BEGIN ENTRIES SHOWN
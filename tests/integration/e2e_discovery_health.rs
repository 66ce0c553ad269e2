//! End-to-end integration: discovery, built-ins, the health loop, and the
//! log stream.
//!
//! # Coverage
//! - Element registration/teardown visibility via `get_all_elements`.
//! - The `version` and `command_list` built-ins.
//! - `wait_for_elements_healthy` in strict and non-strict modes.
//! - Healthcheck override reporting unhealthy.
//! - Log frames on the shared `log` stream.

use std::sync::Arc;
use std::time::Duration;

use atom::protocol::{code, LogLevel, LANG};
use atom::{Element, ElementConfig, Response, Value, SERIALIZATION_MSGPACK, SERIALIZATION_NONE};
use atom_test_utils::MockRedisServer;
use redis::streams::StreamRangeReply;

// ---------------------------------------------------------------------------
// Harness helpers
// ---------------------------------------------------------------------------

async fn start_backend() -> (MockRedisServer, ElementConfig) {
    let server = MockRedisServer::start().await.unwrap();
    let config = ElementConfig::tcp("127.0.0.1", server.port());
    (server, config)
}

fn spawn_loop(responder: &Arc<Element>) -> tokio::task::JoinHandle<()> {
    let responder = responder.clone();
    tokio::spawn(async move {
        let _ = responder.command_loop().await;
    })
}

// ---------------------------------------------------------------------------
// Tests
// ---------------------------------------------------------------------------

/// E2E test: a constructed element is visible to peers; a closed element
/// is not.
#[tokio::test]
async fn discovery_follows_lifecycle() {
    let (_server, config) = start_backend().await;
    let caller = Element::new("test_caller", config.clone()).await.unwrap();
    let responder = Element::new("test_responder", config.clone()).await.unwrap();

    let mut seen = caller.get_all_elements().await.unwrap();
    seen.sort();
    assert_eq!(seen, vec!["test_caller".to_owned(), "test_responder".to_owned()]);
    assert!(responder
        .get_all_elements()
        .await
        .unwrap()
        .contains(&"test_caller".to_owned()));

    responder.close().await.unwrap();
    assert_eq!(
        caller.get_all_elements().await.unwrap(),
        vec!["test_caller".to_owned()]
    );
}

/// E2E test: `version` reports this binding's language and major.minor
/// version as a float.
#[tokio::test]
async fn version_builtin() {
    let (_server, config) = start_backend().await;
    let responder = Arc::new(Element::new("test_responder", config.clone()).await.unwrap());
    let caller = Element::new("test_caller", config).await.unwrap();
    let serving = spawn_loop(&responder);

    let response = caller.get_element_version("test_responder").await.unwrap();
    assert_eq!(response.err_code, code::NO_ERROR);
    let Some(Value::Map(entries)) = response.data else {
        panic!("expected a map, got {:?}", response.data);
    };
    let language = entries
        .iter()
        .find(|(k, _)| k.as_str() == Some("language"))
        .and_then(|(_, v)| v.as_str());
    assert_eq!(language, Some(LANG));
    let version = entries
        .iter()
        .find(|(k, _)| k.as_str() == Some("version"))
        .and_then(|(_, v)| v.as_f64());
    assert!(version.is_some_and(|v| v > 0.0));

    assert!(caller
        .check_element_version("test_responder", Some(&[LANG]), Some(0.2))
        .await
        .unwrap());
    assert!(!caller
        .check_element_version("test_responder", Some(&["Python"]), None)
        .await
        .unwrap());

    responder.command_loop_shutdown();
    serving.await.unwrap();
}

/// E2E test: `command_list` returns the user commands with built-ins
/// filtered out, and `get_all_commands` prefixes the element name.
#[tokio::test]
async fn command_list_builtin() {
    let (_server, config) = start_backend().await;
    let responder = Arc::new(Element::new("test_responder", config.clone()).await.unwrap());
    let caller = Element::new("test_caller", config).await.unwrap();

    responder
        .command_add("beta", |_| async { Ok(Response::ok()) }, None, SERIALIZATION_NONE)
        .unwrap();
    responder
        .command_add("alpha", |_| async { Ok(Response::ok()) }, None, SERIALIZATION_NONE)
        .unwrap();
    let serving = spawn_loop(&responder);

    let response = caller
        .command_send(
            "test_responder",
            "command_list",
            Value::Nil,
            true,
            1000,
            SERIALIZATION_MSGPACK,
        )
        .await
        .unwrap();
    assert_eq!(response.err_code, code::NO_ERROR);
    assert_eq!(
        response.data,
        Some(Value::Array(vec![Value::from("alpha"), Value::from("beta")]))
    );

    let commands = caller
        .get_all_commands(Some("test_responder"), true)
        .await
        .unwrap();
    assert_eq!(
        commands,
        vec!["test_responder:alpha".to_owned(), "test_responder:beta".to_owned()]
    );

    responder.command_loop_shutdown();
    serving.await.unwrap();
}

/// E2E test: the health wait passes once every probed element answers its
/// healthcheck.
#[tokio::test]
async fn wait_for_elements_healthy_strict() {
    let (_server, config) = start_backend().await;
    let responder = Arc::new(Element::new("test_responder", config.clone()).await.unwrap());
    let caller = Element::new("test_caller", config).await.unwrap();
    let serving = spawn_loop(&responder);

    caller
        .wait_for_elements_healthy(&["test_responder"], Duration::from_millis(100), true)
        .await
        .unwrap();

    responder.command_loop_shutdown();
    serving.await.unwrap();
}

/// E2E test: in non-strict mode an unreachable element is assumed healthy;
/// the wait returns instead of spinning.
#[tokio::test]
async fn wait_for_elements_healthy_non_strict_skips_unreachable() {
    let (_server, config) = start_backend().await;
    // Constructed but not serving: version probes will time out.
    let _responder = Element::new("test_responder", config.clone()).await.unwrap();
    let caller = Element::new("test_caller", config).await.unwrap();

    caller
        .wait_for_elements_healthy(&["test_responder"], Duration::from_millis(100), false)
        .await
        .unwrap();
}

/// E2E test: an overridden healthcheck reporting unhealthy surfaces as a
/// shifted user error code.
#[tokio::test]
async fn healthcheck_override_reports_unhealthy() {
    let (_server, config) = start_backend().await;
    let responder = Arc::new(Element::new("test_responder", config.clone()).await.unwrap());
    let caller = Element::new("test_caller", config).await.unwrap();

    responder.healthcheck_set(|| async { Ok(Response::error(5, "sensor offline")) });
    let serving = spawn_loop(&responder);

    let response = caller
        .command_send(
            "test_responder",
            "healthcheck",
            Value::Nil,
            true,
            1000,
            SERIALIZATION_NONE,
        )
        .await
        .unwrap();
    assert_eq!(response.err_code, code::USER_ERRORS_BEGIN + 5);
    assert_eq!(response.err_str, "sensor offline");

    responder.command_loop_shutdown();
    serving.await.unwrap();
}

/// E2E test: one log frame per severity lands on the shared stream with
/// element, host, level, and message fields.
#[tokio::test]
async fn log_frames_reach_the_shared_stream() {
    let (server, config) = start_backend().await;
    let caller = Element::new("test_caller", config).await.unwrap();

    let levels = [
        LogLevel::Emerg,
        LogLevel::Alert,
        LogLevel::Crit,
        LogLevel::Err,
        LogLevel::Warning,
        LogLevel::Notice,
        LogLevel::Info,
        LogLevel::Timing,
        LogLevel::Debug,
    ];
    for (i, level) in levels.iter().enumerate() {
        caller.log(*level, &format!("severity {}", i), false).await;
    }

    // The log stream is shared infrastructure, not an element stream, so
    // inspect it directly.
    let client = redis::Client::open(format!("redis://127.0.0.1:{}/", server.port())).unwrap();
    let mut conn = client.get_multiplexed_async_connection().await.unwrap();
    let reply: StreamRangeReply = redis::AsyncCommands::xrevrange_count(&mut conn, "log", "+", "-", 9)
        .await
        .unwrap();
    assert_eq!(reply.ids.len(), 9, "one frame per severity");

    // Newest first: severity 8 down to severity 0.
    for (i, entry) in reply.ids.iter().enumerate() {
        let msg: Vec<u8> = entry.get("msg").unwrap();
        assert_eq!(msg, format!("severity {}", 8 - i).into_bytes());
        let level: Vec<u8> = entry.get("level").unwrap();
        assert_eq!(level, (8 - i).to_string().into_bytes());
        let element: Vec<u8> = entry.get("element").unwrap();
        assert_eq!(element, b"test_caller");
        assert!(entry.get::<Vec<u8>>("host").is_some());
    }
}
END ENTRIES SHOWN
» **WHAT IS EXPECTED**
Copy all lines from the entries that contain the word "time".

» **SOLUTION**
use std::time::Duration;
    // Constructed but not serving: version probes will time out.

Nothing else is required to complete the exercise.